Elle caresse doucement son ventre.
- Parfois, j’avais l’impression que c’est lui qui me les volais.
Il la regarde, dérouté.
- Voler quoi ?
- Mes rêves. Il les faisait à ma place.
Il se racle la gorge. C’est le moment d’aborder la partie sensible.
- Vous m’avez dit plus tôt que vous aviez peur de dire des choses horribles. Je sens que nous ne sommes pas allés au bout de cette question. Sachez en tous cas que c’est normal d’avoir des pensées très négatives lors de ce genre de période de la vie.
Il lui a tendu la perche. Elle va la prendre bien sûr. Elle se tord les mains, hésite.
- Évidemment, j’ai eu des pensées négatives...
Elle détourne le regard.
- Cette disparition, je l’ai désirée.
Ses mains tremblent. Elle relève un regard implorant, le plus implorant qu’elle puisse.
- C’est horrible, je sais.
Mais ça la bouffait de l’intérieur. Avec le recul, elle se rend compte que ça n’aurait pas pu finir autrement.
- Si je disais ça à mon mari, ou à ma mère...
Elle secoue la tête.
- Avec le temps, peut-être pourraient-ils comprendre votre ressenti.
Elle le regarde d’un air effaré. Puis explose de rire.
- Mais enfin, vous parlez sérieusement ?
Il a l’air surpris d’entendre l’éclat de rire succéder aussi rapidement à l’accès de tristesse. Elle se reprend, élude le sujet et le regarde d’un air de gratitude.
- En tout cas, je ne pensais pas me trouver assez en confiance pour vous dire tout ça.
Cette parole fait l’effet d’un gong. La séance se termine, il réalise qu’il est trop tard pour tirer un nouveau fil.
- On va s’arrêter ici pour aujourd’hui. Et vous laisser le temps de digérer tout cela avant la prochaine session.
Elle lui offre son plus grand sourire, comme elle sait faire. Elle se relève et commence à enfiler son manteau.
- Merci à vous ! Mais j’ai l’impression qu’on a un peu fait le tour, non ? Pourriez-vous expliquer à mon mari pourquoi je ne suis pas triste ? Vous avez l’air de comprendre, vous.
Quelle naïveté, ces patients qui pensent qu’on en a fini d’une analyse dès lors qu’on a gratté à la surface du problème, sans vraiment l’avoir compris, ni même identifié d’ailleurs.
- Ne pensez pas à votre mari, pensez à vous. C’est pour vous que vous faites ce travail d’analyse.
Elle hoche la tête avec conviction, saisit son sac et lui serre la main avec énergie.

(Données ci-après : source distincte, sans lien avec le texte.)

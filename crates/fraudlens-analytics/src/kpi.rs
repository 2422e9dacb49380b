//! Top-level dashboard KPIs.

use fraudlens_core::types::{Transaction, TxStatus};
use rand::rngs::StdRng;
use rand::{Rng, SeedableRng};
use serde::{Deserialize, Serialize};

/// Aggregate counters shown in the dashboard header.
#[derive(Debug, Clone, Default, PartialEq, Serialize, Deserialize)]
pub struct KpiBlock {
    /// Total transactions in the batch.
    pub total: usize,
    /// Transactions with status BLOCKED.
    pub blocked: usize,
    /// Sum of blocked transaction amounts (losses averted).
    pub loss_saved: f64,
    /// Blocked share of the batch, percent rounded to 2 decimals.
    pub detection_rate: f64,
    /// Simulated model precision, percent in [88, 98].
    pub precision: f64,
    /// Simulated false-positive rate, percent in [0.2, 1.2].
    pub false_positive_rate: f64,
}

impl KpiBlock {
    /// Compute KPIs over a batch.
    ///
    /// Precision and false-positive rate have no backing model in this
    /// system; they are drawn from a seeded rng so a snapshot stays
    /// reproducible.
    #[must_use]
    pub fn compute(transactions: &[Transaction], seed: u64) -> Self {
        let mut rng = StdRng::seed_from_u64(seed);
        let total = transactions.len();
        let blocked_txs: Vec<&Transaction> = transactions
            .iter()
            .filter(|tx| tx.status == TxStatus::Blocked)
            .collect();
        let blocked = blocked_txs.len();
        let loss_saved = blocked_txs.iter().map(|tx| tx.amount).sum();
        let detection_rate = if total == 0 {
            0.0
        } else {
            round2(blocked as f64 / total as f64 * 100.0)
        };

        Self {
            total,
            blocked,
            loss_saved,
            detection_rate,
            precision: round2(rng.random_range(88.0..98.0)),
            false_positive_rate: round2(rng.random_range(0.2..1.2)),
        }
    }
}

fn round2(v: f64) -> f64 {
    (v * 100.0).round() / 100.0
}
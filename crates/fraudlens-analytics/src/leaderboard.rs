//! Leaderboards: riskiest transactions and most-targeted merchants.

use fraudlens_core::types::Transaction;
use serde::{Deserialize, Serialize};
use std::collections::HashMap;

/// Default size of the riskiest-transactions table.
pub const TOP_TRANSACTIONS: usize = 10;

/// Default size of the merchant leaderboard.
pub const TOP_MERCHANTS: usize = 8;

/// Aggregate fraud exposure of one merchant.
#[derive(Debug, Clone, PartialEq, Serialize, Deserialize)]
pub struct MerchantStat {
    /// Merchant name.
    pub merchant: String,
    /// Transaction count.
    pub tx_count: usize,
    /// Mean risk score.
    pub mean_risk: f64,
    /// Total transaction amount.
    pub total_amount: f64,
}

/// Top `n` transactions by risk score, descending; ties broken by
/// transaction ID for a stable order.
#[must_use]
pub fn top_risky_transactions(transactions: &[Transaction], n: usize) -> Vec<Transaction> {
    let mut sorted: Vec<Transaction> = transactions.to_vec();
    sorted.sort_by(|a, b| b.risk_score.cmp(&a.risk_score).then_with(|| a.id.cmp(&b.id)));
    sorted.truncate(n);
    sorted
}

/// Per-merchant aggregates, sorted by mean risk descending, capped at
/// `n` merchants.
#[must_use]
pub fn top_merchants(transactions: &[Transaction], n: usize) -> Vec<MerchantStat> {
    let mut agg: HashMap<&str, (usize, u64, f64)> = HashMap::new();
    for tx in transactions {
        let entry = agg.entry(tx.merchant.as_str()).or_insert((0, 0, 0.0));
        entry.0 += 1;
        entry.1 += u64::from(tx.risk_score);
        entry.2 += tx.amount;
    }

    let mut stats: Vec<MerchantStat> = agg
        .into_iter()
        .map(|(merchant, (tx_count, risk_sum, total_amount))| MerchantStat {
            merchant: merchant.to_string(),
            tx_count,
            mean_risk: risk_sum as f64 / tx_count as f64,
            total_amount,
        })
        .collect();

    stats.sort_by(|a, b| {
        b.mean_risk
            .partial_cmp(&a.mean_risk)
            .unwrap_or(std::cmp::Ordering::Equal)
            .then_with(|| a.merchant.cmp(&b.merchant))
    });
    stats.truncate(n);
    stats
}

#[cfg(test)]
mod tests {
    use super::*;
    use fraudlens_core::types::{FraudType, TxStatus};

    fn tx(id: &str, merchant: &str, amount: f64, risk_score: u32) -> Transaction {
        Transaction {
            id: id.to_string(),
            account_id: "AC1".to_string(),
            merchant: merchant.to_string(),
            city: "Cairo".to_string(),
            amount,
            risk_score,
            fraud_type: FraudType::MerchantCompromise,
            status: TxStatus::Review,
            timestamp: 1_700_000_000,
        }
    }

    #[test]
    fn test_top_transactions_order() {
        let batch = vec![
            tx("TX3", "Noon", 100.0, 700),
            tx("TX1", "Noon", 100.0, 950),
            tx("TX2", "Noon", 100.0, 900),
        ];
        let top = top_risky_transactions(&batch, 2);
        assert_eq!(top.len(), 2);
        assert_eq!(top[0].id, "TX1");
        assert_eq!(top[1].id, "TX2");
    }

    #[test]
    fn test_top_transactions_tie_stable() {
        let batch = vec![tx("TX2", "Noon", 1.0, 900), tx("TX1", "Noon", 1.0, 900)];
        let top = top_risky_transactions(&batch, 2);
        assert_eq!(top[0].id, "TX1");
    }

    #[test]
    fn test_merchant_aggregates() {
        let batch = vec![
            tx("TX1", "Noon", 100.0, 900),
            tx("TX2", "Noon", 200.0, 800),
            tx("TX3", "Amazon", 50.0, 950),
        ];
        let stats = top_merchants(&batch, 8);
        assert_eq!(stats.len(), 2);
        assert_eq!(stats[0].merchant, "Amazon");
        assert!((stats[0].mean_risk - 950.0).abs() < f64::EPSILON);

        let noon = &stats[1];
        assert_eq!(noon.tx_count, 2);
        assert!((noon.mean_risk - 850.0).abs() < f64::EPSILON);
        assert!((noon.total_amount - 300.0).abs() < f64::EPSILON);
    }

    #[test]
    fn test_merchant_cap() {
        let batch: Vec<Transaction> = (0..12)
            .map(|i| tx(&format!("TX{i}"), &format!("M{i}"), 10.0, 800))
            .collect();
        assert_eq!(top_merchants(&batch, TOP_MERCHANTS).len(), TOP_MERCHANTS);
    }

    #[test]
    fn test_empty_batch() {
        assert!(top_risky_transactions(&[], TOP_TRANSACTIONS).is_empty());
        assert!(top_merchants(&[], TOP_MERCHANTS).is_empty());
    }
}
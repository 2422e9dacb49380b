//! Render-cycle orchestration.
//!
//! A `Dashboard` owns the sample cache and runs one synchronous
//! pipeline per cycle: cache read → panel aggregation → risk filter →
//! graph build → layout → extraction. A cycle always runs to
//! completion; there is no shared mutable state beyond the cache,
//! which is replaced wholesale on expiry.

use fraudlens_analytics::filter::FilterCriteria;
use fraudlens_analytics::geo::{city_distribution, CityStat};
use fraudlens_analytics::kpi::KpiBlock;
use fraudlens_analytics::leaderboard::{
    top_merchants, top_risky_transactions, MerchantStat, TOP_MERCHANTS, TOP_TRANSACTIONS,
};
use fraudlens_analytics::trend::{hourly_trend, risk_histogram, HourlyPoint, RiskBucket};
use fraudlens_core::types::Transaction;
use fraudlens_core::{DashboardConfig, Result};
use fraudlens_data::SampleCache;
use fraudlens_graph::{extract, filter_high_risk, spring_layout_with_budget, NetworkView, RelationGraph};
use serde::{Deserialize, Serialize};

/// Everything one render cycle hands to the rendering layer.
#[derive(Debug, Clone, Default, Serialize, Deserialize)]
pub struct DashboardSnapshot {
    /// Header counters.
    pub kpis: KpiBlock,
    /// Per-city fraud distribution.
    pub cities: Vec<CityStat>,
    /// Hourly attempt trend.
    pub hourly: Vec<HourlyPoint>,
    /// Risk-score histogram.
    pub histogram: Vec<RiskBucket>,
    /// Riskiest transactions table.
    pub top_transactions: Vec<Transaction>,
    /// Most-targeted merchants.
    pub top_merchants: Vec<MerchantStat>,
    /// Filtered transaction table.
    pub filtered: Vec<Transaction>,
    /// Laid-out relationship graph, ready to plot.
    pub network: NetworkView,
}

/// The monitoring core: cached sample plus per-cycle computation.
#[derive(Debug)]
pub struct Dashboard {
    config: DashboardConfig,
    cache: SampleCache,
    criteria: FilterCriteria,
}

impl Dashboard {
    /// Create a dashboard with the given configuration.
    ///
    /// # Errors
    ///
    /// Returns a configuration error when the config fails validation.
    pub fn new(config: DashboardConfig) -> Result<Self> {
        config.validate()?;
        let cache = SampleCache::new(config.sample_size, config.cache_ttl, config.layout_seed);
        Ok(Self {
            config,
            cache,
            criteria: FilterCriteria::any(),
        })
    }

    /// Replace the interactive filter criteria used by subsequent
    /// cycles.
    pub fn set_filter(&mut self, criteria: FilterCriteria) {
        self.criteria = criteria;
    }

    /// Current filter criteria.
    #[must_use]
    pub fn filter(&self) -> &FilterCriteria {
        &self.criteria
    }

    /// Dashboard configuration.
    #[must_use]
    pub fn config(&self) -> &DashboardConfig {
        &self.config
    }

    /// Run one full render cycle and return its snapshot.
    ///
    /// Reads the cached sample (regenerating it past the TTL), then
    /// computes every panel and the relationship network sequentially.
    ///
    /// # Errors
    ///
    /// Only the layout/extraction consistency check can fail, and only
    /// on programmer error; all aggregation is total.
    pub fn render_cycle(&mut self) -> Result<DashboardSnapshot> {
        let batch: Vec<Transaction> = self.cache.get().to_vec();
        let seed = self.config.layout_seed;

        let kpis = KpiBlock::compute(&batch, seed);
        let cities = city_distribution(&batch);
        let hourly = hourly_trend(&batch);
        let histogram = risk_histogram(&batch);
        let top_transactions = top_risky_transactions(&batch, TOP_TRANSACTIONS);
        let top = top_merchants(&batch, TOP_MERCHANTS);
        let filtered = self.criteria.apply(&batch);

        let subset = filter_high_risk(
            &batch,
            self.config.risk_threshold,
            self.config.graph_sample_bound,
            seed,
        );
        let graph = RelationGraph::from_transactions(&subset);
        let layout = spring_layout_with_budget(
            &graph,
            seed,
            self.config.spring_k,
            self.config.layout_iterations,
        );
        let network = extract(&graph, &layout)?;

        tracing::info!(
            total = kpis.total,
            graph_nodes = graph.node_count(),
            graph_edges = graph.edge_count(),
            "render cycle complete"
        );

        Ok(DashboardSnapshot {
            kpis,
            cities,
            hourly,
            histogram,
            top_transactions,
            top_merchants: top,
            filtered,
            network,
        })
    }
}
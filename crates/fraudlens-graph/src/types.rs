//! Relationship graph types.

use serde::{Deserialize, Serialize};
use std::collections::HashMap;
use std::fmt;

/// Role of a graph node.
#[derive(Debug, Clone, Copy, PartialEq, Eq, Hash, Serialize, Deserialize)]
pub enum NodeRole {
    /// Customer account.
    Account,
    /// Merchant.
    Merchant,
}

impl NodeRole {
    /// Returns the role name as a string slice.
    #[must_use]
    pub const fn as_str(&self) -> &'static str {
        match self {
            NodeRole::Account => "account",
            NodeRole::Merchant => "merchant",
        }
    }
}

impl fmt::Display for NodeRole {
    fn fmt(&self, f: &mut fmt::Formatter<'_>) -> fmt::Result {
        write!(f, "{}", self.as_str())
    }
}

/// A node in the relationship graph, identified by its label.
#[derive(Debug, Clone, PartialEq, Serialize, Deserialize)]
pub struct GraphNode {
    /// Account ID or merchant name.
    pub label: String,
    /// Node role.
    pub role: NodeRole,
}

/// An undirected weighted edge between an account and a merchant.
#[derive(Debug, Clone, Copy, PartialEq, Serialize, Deserialize)]
pub struct GraphEdge {
    /// Index of the account endpoint in the node list.
    pub account: usize,
    /// Index of the merchant endpoint in the node list.
    pub merchant: usize,
    /// Edge weight, `risk_score / 1000` of the last contributing
    /// transaction.
    pub weight: f64,
}

/// Undirected weighted bipartite graph of accounts and merchants.
///
/// Nodes keep insertion order; edges are deduplicated per
/// account–merchant pair with last-write-wins weight. Strict
/// bipartiteness holds by construction: every edge is typed with one
/// account index and one merchant index.
#[derive(Debug, Clone, Default, Serialize)]
pub struct RelationGraph {
    nodes: Vec<GraphNode>,
    edges: Vec<GraphEdge>,
    #[serde(skip)]
    node_index: HashMap<String, usize>,
    #[serde(skip)]
    edge_index: HashMap<(usize, usize), usize>,
}

impl RelationGraph {
    /// Create an empty graph.
    #[must_use]
    pub fn empty() -> Self {
        Self::default()
    }

    /// Number of nodes.
    #[must_use]
    pub fn node_count(&self) -> usize {
        self.nodes.len()
    }

    /// Number of edges.
    #[must_use]
    pub fn edge_count(&self) -> usize {
        self.edges.len()
    }

    /// True when the graph has no nodes.
    #[must_use]
    pub fn is_empty(&self) -> bool {
        self.nodes.is_empty()
    }

    /// Nodes in insertion order.
    #[must_use]
    pub fn nodes(&self) -> &[GraphNode] {
        &self.nodes
    }

    /// Edges in insertion order.
    #[must_use]
    pub fn edges(&self) -> &[GraphEdge] {
        &self.edges
    }

    /// Look up a node index by label.
    #[must_use]
    pub fn node_index(&self, label: &str) -> Option<usize> {
        self.node_index.get(label).copied()
    }

    /// Ensure a node with the given label and role exists, returning
    /// its index. Re-inserting an existing label is a no-op.
    pub fn intern_node(&mut self, label: &str, role: NodeRole) -> usize {
        if let Some(&idx) = self.node_index.get(label) {
            return idx;
        }
        let idx = self.nodes.len();
        self.nodes.push(GraphNode {
            label: label.to_string(),
            role,
        });
        self.node_index.insert(label.to_string(), idx);
        idx
    }

    /// Ensure an account node, a merchant node, and the edge between
    /// them exist. A repeated account–merchant pair overwrites the
    /// stored weight (last-write-wins) rather than accumulating a
    /// parallel edge: the visualization cares about relationship
    /// existence, not per-transaction multiplicity.
    pub fn add_relation(&mut self, account_id: &str, merchant: &str, weight: f64) {
        let account = self.intern_node(account_id, NodeRole::Account);
        let merchant = self.intern_node(merchant, NodeRole::Merchant);

        match self.edge_index.get(&(account, merchant)) {
            Some(&idx) => self.edges[idx].weight = weight,
            None => {
                self.edge_index.insert((account, merchant), self.edges.len());
                self.edges.push(GraphEdge {
                    account,
                    merchant,
                    weight,
                });
            }
        }
    }

    /// Degree of a node (number of incident edges).
    #[must_use]
    pub fn degree(&self, node: usize) -> usize {
        self.edges
            .iter()
            .filter(|e| e.account == node || e.merchant == node)
            .count()
    }
}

- Oh, mais finalement, je n’en ai pas besoin, je me sens bien ! Vous l’avez bien dit, il n’y a rien d’anormal à mal vivre sa grossesse. Dans ce cas, mieux vaut s’en débarrasser. Et après, si on veut vraiment en parler, il y a les psychanalystes. Et surtout, leur secret professionnel, salutaire ! Celui-là, vous ne pourriez pas vous en débarrasser aussi facilement.
Il la regarde, interdit. Un frisson court le long de son échine.
- D’ailleurs, ne pensez-vous pas que ce devrait être à mon mari de consulter, plutôt ? Après tout, c’est lui qui est triste dans toute cette histoire.
Elle le gratifie d’un dernier sourire avant de se diriger vers la porte.